Watching candlestick movements, studying sentiment, speculating on the actions of big players—these are essentially gambling, betting on whether your judgment can outperform the market. And the result? Most people lose money this way.
What I care about is actually very simple: over a sufficiently long time horizon, am I in a position with a higher probability of success.
In the past few years, I rarely expressed market opinions. My account grew from 3,000 USD all the way up, and I’ve never experienced a liquidation. This is not because I am particularly smart, but because I never saw myself as a gambler from the start—I see myself as a participant who aims to survive longer in the market.
**The first thing: Design your exit strategy first**
Before placing each order, the stop-loss and take-profit points are already locked in. No improvising on the spot, no emotion-driven rescue operations. Once the account profit reaches 10% of the initial capital, I immediately withdraw half of the profit and transfer it outside the exchange.
What about the remaining position? It’s just chips given by the market. If prices continue to rise, you benefit from compound gains; if there’s a pullback, at most you eat into the profit, while the principal remains untouched.
Many people’s misconception is treating all the money in the account as trading capital. The correct approach is to keep withdrawing profits from the market, ensuring each gain is truly realized and secured.
**The second thing: Don’t bet on rise or fall, only bet on structure**
I rarely open just one position. A common approach is to build two sets of logic on the same asset: one follows the trend based on structural direction, and the other bets against extreme sentiment for a rebound.
How to allocate timeframes? The daily chart decides whether I participate in this trend, the 4-hour chart is used to find structural positions, and the 15-minute chart is for precise entries.
The combined risk of these two positions is controlled within 1.5% of the account, but the target return should be at least 5 times the risk or more. When the market oscillates within a range, while others are being stopped out back and forth, I use structural analysis to continuously harvest those recurring profits.

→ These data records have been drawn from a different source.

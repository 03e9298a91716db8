use rust_decimal::Decimal;
use serde::{Deserialize, Serialize};
use utoipa::ToSchema;

use crate::models::{Order, OrderItem};

/// A cart line as shown on the hosted payment page.
#[derive(Debug, Clone, Serialize, Deserialize, ToSchema)]
pub struct CheckoutLineItem {
    pub product_id: i64,
    pub name: String,
    pub image: Option<String>,
    pub brand_name: Option<String>,
    pub discount_price: Decimal,
    pub quantity: i32,
}

#[derive(Debug, Deserialize, ToSchema)]
pub struct CreateCheckoutSessionRequest {
    pub products: Vec<CheckoutLineItem>,
    /// Base URL the provider redirects back to.
    pub frontend_url: String,
    pub customer_email: Option<String>,
}

/// A purchased line with the prices the buyer saw.
#[derive(Debug, Clone, Serialize, Deserialize, ToSchema)]
pub struct PurchasedLineItem {
    pub product_id: i64,
    pub price: Decimal,
    pub discount_price: Decimal,
    pub quantity: i32,
}

#[derive(Debug, Deserialize, ToSchema)]
pub struct VerifyPaymentRequest {
    pub session_id: String,
    pub products: Vec<PurchasedLineItem>,
    #[schema(value_type = Object)]
    #[serde(default)]
    pub shipping_address: serde_json::Value,
}

#[derive(Debug, Serialize, ToSchema)]
pub struct PlacedOrder {
    /// Externally visible order number.
    pub order_id: String,
    /// Internal key.
    pub id: i64,
}

#[derive(Debug, Serialize, ToSchema)]
pub struct OrderWithItems {
    #[serde(flatten)]
    pub order: Order,
    pub items: Vec<OrderItem>,
}

#[derive(Debug, Serialize, ToSchema)]
pub struct AdminOrder {
    #[serde(flatten)]
    pub order: OrderWithItems,
    pub user_name: Option<String>,
    pub user_email: Option<String>,
}

#[derive(Debug, Serialize, ToSchema)]
#[serde(transparent)]
pub struct OrderList {
    #[schema(value_type = Vec<OrderWithItems>)]
    pub items: Vec<OrderWithItems>,
}

#[derive(Debug, Serialize, ToSchema)]
#[serde(transparent)]
pub struct AdminOrderList {
    #[schema(value_type = Vec<AdminOrder>)]
    pub items: Vec<AdminOrder>,
}

#[derive(Debug, Deserialize, ToSchema)]
pub struct UpdateOrderStatusRequest {
    pub order_status: String,
    pub notes: Option<String>,
}

#[derive(Debug, Serialize, ToSchema)]
pub struct DeletedOrders {
    pub deleted: u64,
}
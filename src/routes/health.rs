use axum::{Json, extract::State};
use serde::Serialize;
use utoipa::ToSchema;

use crate::{
    response::{ApiResponse, Meta},
    state::AppState,
};

#[derive(Serialize, ToSchema)]
pub struct HealthData {
    pub status: String,
    pub database: String,
}

#[utoipa::path(
    get,
    path = "/health",
    responses(
        (status = 200, description = "OK", body = ApiResponse<HealthData>),
    ),
    tag = "Health"
)]
pub async fn health_check(State(state): State<AppState>) -> Json<ApiResponse<HealthData>> {
    let database = match sqlx::query("SELECT 1").execute(&state.pool).await {
        Ok(_) => "up",
        Err(err) => {
            tracing::warn!(error = %err, "database ping failed");
            "down"
        }
    };

    let data = HealthData {
        status: "ok".to_string(),
        database: database.to_string(),
    };

    Json(ApiResponse::success(
        "Health check",
        data,
        Some(Meta::empty()),
    ))
}
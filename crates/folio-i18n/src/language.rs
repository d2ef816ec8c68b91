//! The two-language model: primary content language and its translation.

use crate::error::{I18nError, I18nResult};
use serde::{Deserialize, Serialize};

/// Which side of the language pair is active.
#[derive(Debug, Clone, Copy, PartialEq, Eq, Hash, Default, Serialize, Deserialize)]
pub enum Language {
    /// The language the content documents are written in.
    #[default]
    Primary,
    /// The language supplied by the translation dictionary.
    Secondary,
}

impl Language {
    /// The other side of the pair.
    #[must_use]
    pub const fn toggled(self) -> Self {
        match self {
            Self::Primary => Self::Secondary,
            Self::Secondary => Self::Primary,
        }
    }

    /// Whether this is the primary language.
    #[must_use]
    pub const fn is_primary(self) -> bool {
        matches!(self, Self::Primary)
    }
}

/// Tag, label and flag of one language.
#[derive(Debug, Clone, PartialEq, Eq, Serialize, Deserialize)]
pub struct LanguageOption {
    /// Language tag, e.g. `vi`.
    pub code: String,
    /// Toggle control label, e.g. `VN`.
    pub label: String,
    /// Toggle control flag.
    pub flag: String,
}

impl LanguageOption {
    /// Creates an option from its parts.
    pub fn new(code: impl Into<String>, label: impl Into<String>, flag: impl Into<String>) -> Self {
        Self {
            code: code.into(),
            label: label.into(),
            flag: flag.into(),
        }
    }
}

/// The configured primary/secondary pair.
#[derive(Debug, Clone, PartialEq, Eq, Serialize, Deserialize)]
pub struct LanguagePair {
    /// Primary language.
    pub primary: LanguageOption,
    /// Secondary language.
    pub secondary: LanguageOption,
}

impl Default for LanguagePair {
    fn default() -> Self {
        Self {
            primary: LanguageOption::new("vi", "VN", "🇻🇳"),
            secondary: LanguageOption::new("en", "EN", "🇺🇸"),
        }
    }
}

impl LanguagePair {
    /// Creates a pair.
    #[must_use]
    pub const fn new(primary: LanguageOption, secondary: LanguageOption) -> Self {
        Self { primary, secondary }
    }

    /// The option describing `language`.
    #[must_use]
    pub const fn option(&self, language: Language) -> &LanguageOption {
        match language {
            Language::Primary => &self.primary,
            Language::Secondary => &self.secondary,
        }
    }

    /// The tag of `language`.
    #[must_use]
    pub fn code(&self, language: Language) -> &str {
        &self.option(language).code
    }

    /// Parses a tag into a side of the pair. Matching ignores ASCII case.
    pub fn parse(&self, code: &str) -> I18nResult<Language> {
        let code = code.trim();
        if code.eq_ignore_ascii_case(&self.primary.code) {
            Ok(Language::Primary)
        } else if code.eq_ignore_ascii_case(&self.secondary.code) {
            Ok(Language::Secondary)
        } else {
            Err(I18nError::UnknownLanguage(code.to_string()))
        }
    }
}
/// The two hero call-to-action buttons.
#[derive(Debug, Clone, Default, PartialEq, Eq, Serialize, Deserialize)]
#[serde(default)]
pub struct HeroButtons {
    #[serde(deserialize_with = "lenient::value")]
    pub primary: Option<Button>,
    #[serde(deserialize_with = "lenient::value")]
    pub secondary: Option<Button>,
}

/// A link rendered as an icon plus label.
#[derive(Debug, Clone, Default, PartialEq, Eq, Serialize, Deserialize)]
#[serde(default)]
pub struct Button {
    #[serde(skip_serializing_if = "Option::is_none")]
    #[serde(deserialize_with = "lenient::text")]
    pub icon: Option<String>,
    #[serde(skip_serializing_if = "Option::is_none")]
    #[serde(deserialize_with = "lenient::text")]
    pub text: Option<String>,
    #[serde(skip_serializing_if = "Option::is_none")]
    #[serde(deserialize_with = "lenient::text")]
    pub link: Option<String>,
}

/// About section.
#[derive(Debug, Clone, Default, PartialEq, Serialize, Deserialize)]
#[serde(default)]
pub struct About {
    #[serde(deserialize_with = "lenient::text")]
    pub title: Option<String>,
    #[serde(deserialize_with = "lenient::text")]
    pub description: Option<String>,
    #[serde(deserialize_with = "lenient::list")]
    pub stats: Vec<Stat>,
    #[serde(deserialize_with = "lenient::value")]
    pub image: Option<AboutImage>,
}

/// One headline number with its label.
#[derive(Debug, Clone, Default, PartialEq, Serialize, Deserialize)]
#[serde(default)]
pub struct Stat {
    /// Shown verbatim; may be a number or a string such as `"3+"`.
    pub number: Option<Value>,
    #[serde(deserialize_with = "lenient::text")]
    pub label: Option<String>,
}

impl Stat {
    /// Display text of the number.
    #[must_use]
    pub fn number_text(&self) -> Option<String> {
        match self.number.as_ref()? {
            Value::Null => None,
            Value::String(s) => Some(s.clone()),
            other => Some(other.to_string()),
        }
    }
}

/// Portrait in the about section: a placeholder icon or an image.
#[derive(Debug, Clone, Default, PartialEq, Eq, Serialize, Deserialize)]
#[serde(default)]
pub struct AboutImage {
    #[serde(deserialize_with = "lenient::value")]
    pub placeholder: bool,
    #[serde(deserialize_with = "lenient::text")]
    pub icon: Option<String>,
    #[serde(deserialize_with = "lenient::text")]
    pub text: Option<String>,
    #[serde(deserialize_with = "lenient::text")]
    pub src: Option<String>,
    #[serde(deserialize_with = "lenient::text")]
    pub alt: Option<String>,
}

/// Footer copy.
#[derive(Debug, Clone, Default, PartialEq, Eq, Serialize, Deserialize)]
#[serde(default)]
pub struct Footer {
    #[serde(deserialize_with = "lenient::text")]
    pub copyright: Option<String>,
}

/// `skills` document.
#[derive(Debug, Clone, Default, PartialEq, Serialize, Deserialize)]
#[serde(default)]
pub struct SkillsDocument {
    #[serde(deserialize_with = "lenient::list")]
    pub categories: Vec<SkillCategory>,
}

/// A titled group of skills.
#[derive(Debug, Clone, Default, PartialEq, Serialize, Deserialize)]
#[serde(default)]
pub struct SkillCategory {
    /// Dictionary key under `skills.categories`.
    #[serde(deserialize_with = "lenient::text")]
    pub id: Option<String>,
    #[serde(deserialize_with = "lenient::text")]
    pub title: Option<String>,
    #[serde(deserialize_with = "lenient::text")]
    pub icon: Option<String>,
    #[serde(deserialize_with = "lenient::list")]
    pub skills: Vec<Skill>,
}

/// One skill with its proficiency.
#[derive(Debug, Clone, Default, PartialEq, Serialize, Deserialize)]
#[serde(default)]
pub struct Skill {
    #[serde(deserialize_with = "lenient::text")]
    pub name: Option<String>,
    #[serde(deserialize_with = "lenient::text")]
    pub icon: Option<String>,
    #[serde(deserialize_with = "lenient::number")]
    pub percentage: Option<f64>,
}

impl Skill {
    /// Progress bar target width, e.g. `85%`.
    #[must_use]
    pub fn width(&self) -> String {
        let value = self.percentage.unwrap_or(0.0).clamp(0.0, 100.0);
        if value.fract() == 0.0 {
            format!("{value:.0}%")
        } else {
            format!("{value}%")
        }
    }
}

/// `projects` document.
#[derive(Debug, Clone, Default, PartialEq, Serialize, Deserialize)]
#[serde(default)]
pub struct ProjectsDocument {
    #[serde(deserialize_with = "lenient::list")]
    pub projects: Vec<Project>,
}

/// One portfolio project.
#[derive(Debug, Clone, Default, PartialEq, Eq, Serialize, Deserialize)]
#[serde(default)]
pub struct Project {
    /// Dictionary key under `projects.items`.
    #[serde(deserialize_with = "lenient::text")]
    pub id: Option<String>,
    #[serde(deserialize_with = "lenient::text")]
    pub title: Option<String>,
    #[serde(deserialize_with = "lenient::text")]
    pub subtitle: Option<String>,
    #[serde(deserialize_with = "lenient::text")]
    pub description: Option<String>,
    #[serde(deserialize_with = "lenient::text")]
    pub status: Option<String>,
    #[serde(deserialize_with = "lenient::text")]
    pub role: Option<String>,
    #[serde(deserialize_with = "lenient::text")]
    pub image: Option<String>,
    #[serde(deserialize_with = "lenient::text")]
    pub icon: Option<String>,
    #[serde(deserialize_with = "lenient::list")]
    pub technologies: Vec<String>,
    #[serde(deserialize_with = "lenient::list")]
    pub features: Vec<LocalizedItem>,
    #[serde(deserialize_with = "lenient::list")]
    pub achievements: Vec<LocalizedItem>,
    #[serde(deserialize_with = "lenient::list")]
    pub skills: Vec<LocalizedItem>,
    #[serde(deserialize_with = "lenient::value")]
    pub links: ProjectLinks,
    #[serde(deserialize_with = "lenient::value")]
    pub media: Option<Media>,
}

/// Outbound links of a project.
#[derive(Debug, Clone, Default, PartialEq, Eq, Serialize, Deserialize)]
#[serde(default)]
pub struct ProjectLinks {
    #[serde(deserialize_with = "lenient::text")]
    pub github: Option<String>,
    #[serde(deserialize_with = "lenient::text")]
    pub demo: Option<String>,
    #[serde(deserialize_with = "lenient::text")]
    pub external: Option<String>,
}

/// Embedded media shown at the top of the detail modal.
#[derive(Debug, Clone, Default, PartialEq, Eq, Serialize, Deserialize)]
#[serde(default)]
pub struct Media {
    #[serde(rename = "type")]
    #[serde(deserialize_with = "lenient::text")]
    pub kind: Option<String>,
    #[serde(deserialize_with = "lenient::text")]
    pub url: Option<String>,
}

impl Media {
    /// Video URL, when this is a video with a URL.
    #[must_use]
    pub fn video_url(&self) -> Option<&str> {
        match (self.kind.as_deref(), self.url.as_deref()) {
            (Some("video"), Some(url)) if !url.is_empty() => Some(url),
            _ => None,
        }
    }
}

/// A feature, achievement or skill entry of a project.
///
/// Plain strings are shown as written. Keyed entries are looked up under
/// `projects.<list>.<key>` in the secondary language.
#[derive(Debug, Clone, PartialEq, Eq, Serialize, Deserialize)]
#[serde(untagged)]
pub enum LocalizedItem {
    Keyed { key: String, text: String },
    Plain(String),
}

impl LocalizedItem {
    /// Dictionary key, if any.
    #[must_use]
    pub fn key(&self) -> Option<&str> {
        match self {
            Self::Keyed { key, .. } => Some(key),
            Self::Plain(_) => None,
        }
    }

    /// Primary-language text.
    #[must_use]
    pub fn text(&self) -> &str {
        match self {
            Self::Keyed { text, .. } | Self::Plain(text) => text,
        }
    }
}

/// `contact` document.
#[derive(Debug, Clone, Default, PartialEq, Eq, Serialize, Deserialize)]
#[serde(default)]
pub struct ContactDocument {
    #[serde(deserialize_with = "lenient::value")]
    pub info: Option<ContactInfo>,
}

/// Contact section copy.
#[derive(Debug, Clone, Default, PartialEq, Eq, Serialize, Deserialize)]
#[serde(default)]
pub struct ContactInfo {
    #[serde(deserialize_with = "lenient::text")]
    pub title: Option<String>,
    #[serde(deserialize_with = "lenient::text")]
    pub description: Option<String>,
}

mod lenient {
    use serde::de::{DeserializeOwned, Deserializer};
    use serde::Deserialize;
    use serde_json::Value;
    use tracing::debug;

    /// Any value that fits `T`, else `T::default()`.
    pub fn value<'de, D, T>(deserializer: D) -> Result<T, D::Error>
    where
        D: Deserializer<'de>,
        T: DeserializeOwned + Default,
    {
        let raw = Value::deserialize(deserializer)?;
        if raw.is_null() {
            return Ok(T::default());
        }
        Ok(T::deserialize(&raw).unwrap_or_else(|e| {
            debug!(error = %e, "ignoring mistyped field");
            T::default()
        }))
    }

    /// Strings as is, numbers and booleans as their text.
    pub fn text<'de, D>(deserializer: D) -> Result<Option<String>, D::Error>
    where
        D: Deserializer<'de>,
    {
        Ok(match Value::deserialize(deserializer)? {
            Value::String(s) => Some(s),
            Value::Number(n) => Some(n.to_string()),
            Value::Bool(b) => Some(b.to_string()),
            _ => None,
        })
    }

    /// Numbers, or strings holding one such as `"85"` or `"85%"`.
    pub fn number<'de, D>(deserializer: D) -> Result<Option<f64>, D::Error>
    where
        D: Deserializer<'de>,
    {
        let number = match Value::deserialize(deserializer)? {
            Value::Number(n) => n.as_f64(),
            Value::String(s) => s.trim().trim_end_matches('%').trim_end().parse().ok(),
            _ => None,
        };
        Ok(number.filter(|n: &f64| n.is_finite()))
    }

    /// Entries that fit `T`; anything that is not an array is empty.
    pub fn list<'de, D, T>(deserializer: D) -> Result<Vec<T>, D::Error>
    where
        D: Deserializer<'de>,
        T: DeserializeOwned,
    {
        let Value::Array(entries) = Value::deserialize(deserializer)? else {
            return Ok(Vec::new());
        };
        Ok(entries
            .iter()
            .filter_map(|entry| match T::deserialize(entry) {
                Ok(item) => Some(item),
                Err(e) => {
                    debug!(error = %e, "dropping malformed list entry");
                    None
                }
            })
            .collect())
    }
}
//! Error types and utilities for folio

use thiserror::Error;

/// Result type alias for folio operations
pub type Result<T> = std::result::Result<T, FolioError>;

/// Main error type for folio operations
#[derive(Error, Debug)]
pub enum FolioError {
    /// Configuration related errors
    #[error("Configuration error: {message}")]
    Config {
        /// Human readable description
        message: String,
        /// Underlying cause
        #[source]
        source: Option<Box<dyn std::error::Error + Send + Sync>>,
    },

    /// I/O related errors
    #[error("I/O error: {0}")]
    Io(#[from] std::io::Error),

    /// Network related errors (HTTP requests, etc.)
    #[error("Network error: {message}")]
    Network {
        /// Human readable description
        message: String,
        /// HTTP status, when the server answered
        status_code: Option<u16>,
        /// Underlying cause
        #[source]
        source: Option<Box<dyn std::error::Error + Send + Sync>>,
    },

    /// Serialization/deserialization errors
    #[error("Serialization error: {0}")]
    Serialization(#[from] serde_json::Error),

    /// Document lookup errors (unknown key, missing static entry)
    #[error("Document not found: {path}")]
    NotFound {
        /// Path or key that was requested
        path: String,
    },

    /// Validation errors for configuration or input data
    #[error("Validation error: {message}")]
    Validation {
        /// Human readable description
        message: String,
        /// Offending field, if known
        field: Option<String>,
    },
}

impl FolioError {
    /// Create a new configuration error with source
    pub fn config_with_source(
        msg: impl Into<String>,
        source: impl std::error::Error + Send + Sync + 'static,
    ) -> Self {
        Self::Config {
            message: msg.into(),
            source: Some(Box::new(source)),
        }
    }

    /// Create a new network error for a non-success HTTP status
    pub fn network_with_status(msg: impl Into<String>, status: u16) -> Self {
        Self::Network {
            message: msg.into(),
            status_code: Some(status),
            source: None,
        }
    }

    /// Create a new network error with source
    pub fn network_with_source(
        msg: impl Into<String>,
        source: impl std::error::Error + Send + Sync + 'static,
    ) -> Self {
        Self::Network {
            message: msg.into(),
            status_code: None,
            source: Some(Box::new(source)),
        }
    }

    /// Create a new not-found error
    pub fn not_found(path: impl Into<String>) -> Self {
        Self::NotFound { path: path.into() }
    }

    /// Create a new validation error with field name
    pub fn validation_field(msg: impl Into<String>, field: impl Into<String>) -> Self {
        Self::Validation {
            message: msg.into(),
            field: Some(field.into()),
        }
    }

    /// HTTP status attached to a network error, if any
    #[must_use]
    pub const fn status_code(&self) -> Option<u16> {
        match self {
            Self::Network { status_code, .. } => *status_code,
            _ => None,
        }
    }
}

// Error conversion implementations for external types

/// Convert from `reqwest::Error` to `FolioError`
impl From<reqwest::Error> for FolioError {
    fn from(err: reqwest::Error) -> Self {
        if err.is_timeout() {
            Self::network_with_source("Request timeout", err)
        } else if err.is_connect() {
            Self::network_with_source("Connection failed", err)
        } else if let Some(status) = err.status() {
            Self::Network {
                message: format!("HTTP error: {}", status.as_u16()),
                status_code: Some(status.as_u16()),
                source: Some(Box::new(err)),
            }
        } else {
            Self::network_with_source("Network request failed", err)
        }
    }
}

/// Convert from `url::ParseError` to `FolioError`
impl From<url::ParseError> for FolioError {
    fn from(err: url::ParseError) -> Self {
        Self::config_with_source("Invalid URL", err)
    }
}

#[cfg(test)]
mod tests {
    use super::*;
    use std::{error::Error, io};

    #[test]
    fn test_error_creation() {
        let network_error = FolioError::network_with_status("Server error", 503);
        assert!(network_error.to_string().contains("Network error"));
        assert_eq!(network_error.status_code(), Some(503));

        let validation_error = FolioError::validation_field("Invalid tag", "language.primary");
        assert!(validation_error.to_string().contains("Validation error"));
        assert!(validation_error.to_string().contains("Invalid tag"));
    }

    #[test]
    fn test_error_with_source() {
        let config_source_error = FolioError::config_with_source(
            "Config loading failed",
            io::Error::new(io::ErrorKind::PermissionDenied, "Access denied"),
        );
        assert!(config_source_error.to_string().contains("Configuration error"));
        assert!(config_source_error.source().is_some());

        let network_source_error = FolioError::network_with_source(
            "Failed to build HTTP client",
            io::Error::new(io::ErrorKind::Other, "tls"),
        );
        assert!(network_source_error.source().is_some());
        assert_eq!(network_source_error.status_code(), None);
    }

    #[test]
    fn test_io_error_conversion() {
        let io_error = io::Error::new(io::ErrorKind::NotFound, "File not found");
        let folio_error: FolioError = io_error.into();

        assert!(folio_error.to_string().contains("I/O error"));
        assert!(folio_error.source().is_some());
    }

    #[test]
    fn test_serde_error_conversion() {
        let invalid_json = r#"{"invalid": json}"#;
        let serde_error = serde_json::from_str::<serde_json::Value>(invalid_json).unwrap_err();
        let folio_error: FolioError = serde_error.into();

        assert!(folio_error.to_string().contains("Serialization error"));
    }

    #[test]
    fn test_url_error_conversion() {
        let url_error = url::Url::parse("not a url").unwrap_err();
        let folio_error: FolioError = url_error.into();
        assert_eq!(folio_error.to_string(), "Configuration error: Invalid URL");
    }

    #[test]
    fn test_error_display_formatting() {
        assert_eq!(
            FolioError::network_with_status("HTTP 404", 404).to_string(),
            "Network error: HTTP 404"
        );
        assert_eq!(
            FolioError::not_found("data/profile.json").to_string(),
            "Document not found: data/profile.json"
        );
    }

    #[test]
    fn test_status_code_only_on_network_errors() {
        assert_eq!(FolioError::validation_field("bad", "x").status_code(), None);
        assert_eq!(FolioError::not_found("x").status_code(), None);
    }
}
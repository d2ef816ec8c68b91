//! Test utilities and shared fixtures for folio.
//!
//! This module provides common testing helpers and sample documents that can
//! be used across all crates in the workspace for unit and integration tests.

use std::sync::Once;
use tracing_subscriber::{fmt, EnvFilter};

/// Initialize test logging once per test run.
static INIT: Once = Once::new();

/// Initialize logging for tests with a sensible default configuration.
/// This function is safe to call multiple times and will only initialize once.
pub fn init_test_logging() {
    INIT.call_once(|| {
        let filter = EnvFilter::try_from_default_env().unwrap_or_else(|_| EnvFilter::new("debug"));

        let _ = fmt().with_test_writer().with_env_filter(filter).try_init();
    });
}

/// Create a temporary directory for tests that automatically cleans up.
pub fn create_temp_dir() -> tempfile::TempDir {
    tempfile::tempdir().expect("Failed to create temporary directory")
}

/// Sample content documents, shaped like the ones a real site ships.
pub mod document_fixtures {
    use crate::{DocumentKind, StaticSource};
    use serde_json::{json, Value};

    /// Path of the translation document used by the fixtures.
    pub const TRANSLATIONS_PATH: &str = "data/translations.json";

    /// Sample profile document.
    pub fn profile() -> Value {
        json!({
            "personal": {
                "name": "Nguyễn Văn An",
                "title": "Game Developer",
                "email": "an@example.com",
                "phone": "+84 123 456 789",
                "github": "https://github.com/an-dev",
                "linkedin": "https://linkedin.com/in/an-dev",
                "facebook": "https://facebook.com/an.dev",
                "zalo": "https://zalo.me/84123456789"
            },
            "hero": {
                "title": "Lập trình viên Game",
                "subtitle": "Unity & C#",
                "description": "Tôi xây dựng trò chơi 2D.",
                "buttons": {
                    "primary": { "text": "Xem dự án", "icon": "fas fa-eye", "link": "#projects" },
                    "secondary": { "text": "Liên hệ", "icon": "fas fa-envelope", "link": "#contact" }
                }
            },
            "about": {
                "title": "Về tôi",
                "description": "Ba năm kinh nghiệm Unity.",
                "stats": [
                    { "number": "3+", "label": "Năm kinh nghiệm" },
                    { "number": "10+", "label": "Dự án" }
                ],
                "image": { "placeholder": true, "icon": "fas fa-user", "text": "Ảnh" }
            },
            "footer": { "copyright": "2024 Nguyễn Văn An. Bảo lưu mọi quyền." }
        })
    }

    /// Sample skills document with two categories.
    pub fn skills() -> Value {
        json!({
            "categories": [
                {
                    "title": "Phát triển Game",
                    "icon": "fas fa-gamepad",
                    "skills": [
                        { "name": "Unity", "icon": "fab fa-unity", "percentage": 90 },
                        { "name": "C#", "icon": "fas fa-code", "percentage": 85 }
                    ]
                },
                {
                    "title": "Công cụ",
                    "icon": "fas fa-tools",
                    "skills": [
                        { "name": "Git", "icon": "fab fa-git-alt", "percentage": 80 }
                    ]
                }
            ]
        })
    }

    /// Sample projects document with three projects in a fixed order.
    pub fn projects() -> Value {
        json!({
            "projects": [
                {
                    "id": "cultivation",
                    "title": "A",
                    "subtitle": "Tu tiên",
                    "description": "Trò chơi nhập vai.",
                    "icon": "fas fa-dragon",
                    "status": "Đang phát triển",
                    "role": "Lập trình viên chính",
                    "technologies": ["Unity", "C#"],
                    "features": [
                        { "key": "cultivation", "text": "Hệ thống tu luyện với 7 chỉ số" },
                        "Bản đồ Tilemap"
                    ],
                    "achievements": [
                        { "key": "architecture", "text": "Hoàn thành toàn bộ event-driven architecture" }
                    ],
                    "skills": [{ "key": "unity2D", "text": "Unity 2D" }],
                    "links": { "github": "https://github.com/an-dev/a", "demo": "https://an.dev/a", "external": "#" }
                },
                {
                    "title": "B",
                    "description": "Công cụ chỉnh sửa.",
                    "image": "images/b.png",
                    "technologies": [],
                    "links": { "github": "https://github.com/an-dev/b" }
                },
                {
                    "title": "C",
                    "description": "Bản demo web.",
                    "icon": "fas fa-globe",
                    "technologies": ["Rust"],
                    "links": { "demo": "https://an.dev/c" }
                }
            ]
        })
    }

    /// Sample contact document.
    pub fn contact() -> Value {
        json!({
            "info": {
                "title": "Hãy kết nối",
                "description": "Tôi luôn sẵn sàng cho dự án mới."
            }
        })
    }

    /// Sample translation document with an English subtree.
    pub fn translations() -> Value {
        json!({
            "en": {
                "navigation": {
                    "home": "Home",
                    "about": "About",
                    "projects": "Projects",
                    "skills": "Skills",
                    "contact": "Contact"
                },
                "hero": {
                    "title": "Game Developer",
                    "description": "I build 2D games.",
                    "buttons": { "primary": { "text": "View projects" } }
                },
                "about": {
                    "title": "About me",
                    "stats": [ { "label": "Years of experience" } ]
                },
                "skills": {
                    "title": "Technical skills",
                    "categories": { "gameDevelopment": "Game Development" }
                },
                "projects": {
                    "title": "Featured projects",
                    "items": { "cultivation": { "description": "A role-playing game." } },
                    "features": { "cultivation": "Cultivation system with 7 stats" },
                    "achievements": { "architecture": "Completed the event-driven architecture" },
                    "skills": { "unity2D": "Unity 2D (EN)" },
                    "modal": { "description": "Project description", "status": "Status" }
                },
                "contact": {
                    "title": "Let's connect",
                    "methods": { "phone": "Phone" }
                },
                "footer": { "copyright": "2024 Nguyen Van An. All rights reserved." }
            }
        })
    }

    /// A static source serving every fixture at its conventional path.
    pub fn sample_source() -> StaticSource {
        StaticSource::new()
            .with_document(DocumentKind::Profile.default_path(), profile())
            .with_document(DocumentKind::Skills.default_path(), skills())
            .with_document(DocumentKind::Projects.default_path(), projects())
            .with_document(DocumentKind::Contact.default_path(), contact())
            .with_document(TRANSLATIONS_PATH, translations())
    }
}

#[cfg(test)]
mod tests {
    use super::*;
    use crate::DocumentSource;

    #[test]
    fn test_init_logging_multiple_calls() {
        // Should not panic when called multiple times
        init_test_logging();
        init_test_logging();
    }

    #[tokio::test]
    async fn test_sample_source_serves_all_fixtures() {
        let source = document_fixtures::sample_source();
        for kind in crate::DocumentKind::all() {
            assert!(source.fetch(&kind.default_path()).await.is_ok());
        }
        assert!(source
            .fetch(document_fixtures::TRANSLATIONS_PATH)
            .await
            .is_ok());
    }
}
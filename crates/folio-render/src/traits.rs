//! Section renderer trait definitions for the page sections.

use crate::patch::Patch;
use crate::store::ContentStore;
use folio_i18n::Translate;

/// Trait for section renderers that turn content into page patches.
///
/// Rendering is pure: the same store, language and dictionary always yield
/// the same patches.
pub trait SectionRenderer: Send + Sync {
    /// Builds the patches for this section, or `None` when the documents it
    /// needs are absent or malformed.
    fn render(&self, content: &ContentStore, translator: &dyn Translate) -> Option<Vec<Patch>>;

    /// Gets the name of this section.
    fn name(&self) -> &'static str;

    /// Gets the description of this section.
    fn description(&self) -> &'static str;
}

**The third thing: Stop-loss is not a failure, it’s an entry ticket to keep playing**
Honestly, my win rate isn’t high, staying below 40% in the long run. But my risk-reward ratio remains stable above 4:1.
When the market is acting weird, quickly admit mistakes and exit; when the trend is right, let the profits run. Stop-loss is never a cost, but a ticket to stay in the market. As long as you’re not completely wiped out, there will be new opportunities sooner or later. The market is vast, and trends keep recurring.
**Three unshakable disciplines**
Divide your account into 10 parts, use at most 1 part per position, and never hold more than 3 positions simultaneously—this way, even in the worst case, you won’t be wiped out.
After two consecutive losses, stop trading, leave the screen, and take a moment to cool down—that’s a forced rest for yourself.
When the account doubles, take a portion and convert it into low-risk assets to lock in gains—don’t think about reinvesting everything to chase bigger returns.
These rules may sound plain and even a bit silly in some places. But it’s this “silliness” that allows me to survive in any market rhythm.
One last message for you: the market is never afraid of your mistakes; it fears most that you push your chips too heavily at once. Stay on the side of probability, do what needs to be done, and sooner or later, the exchange will become your ATM.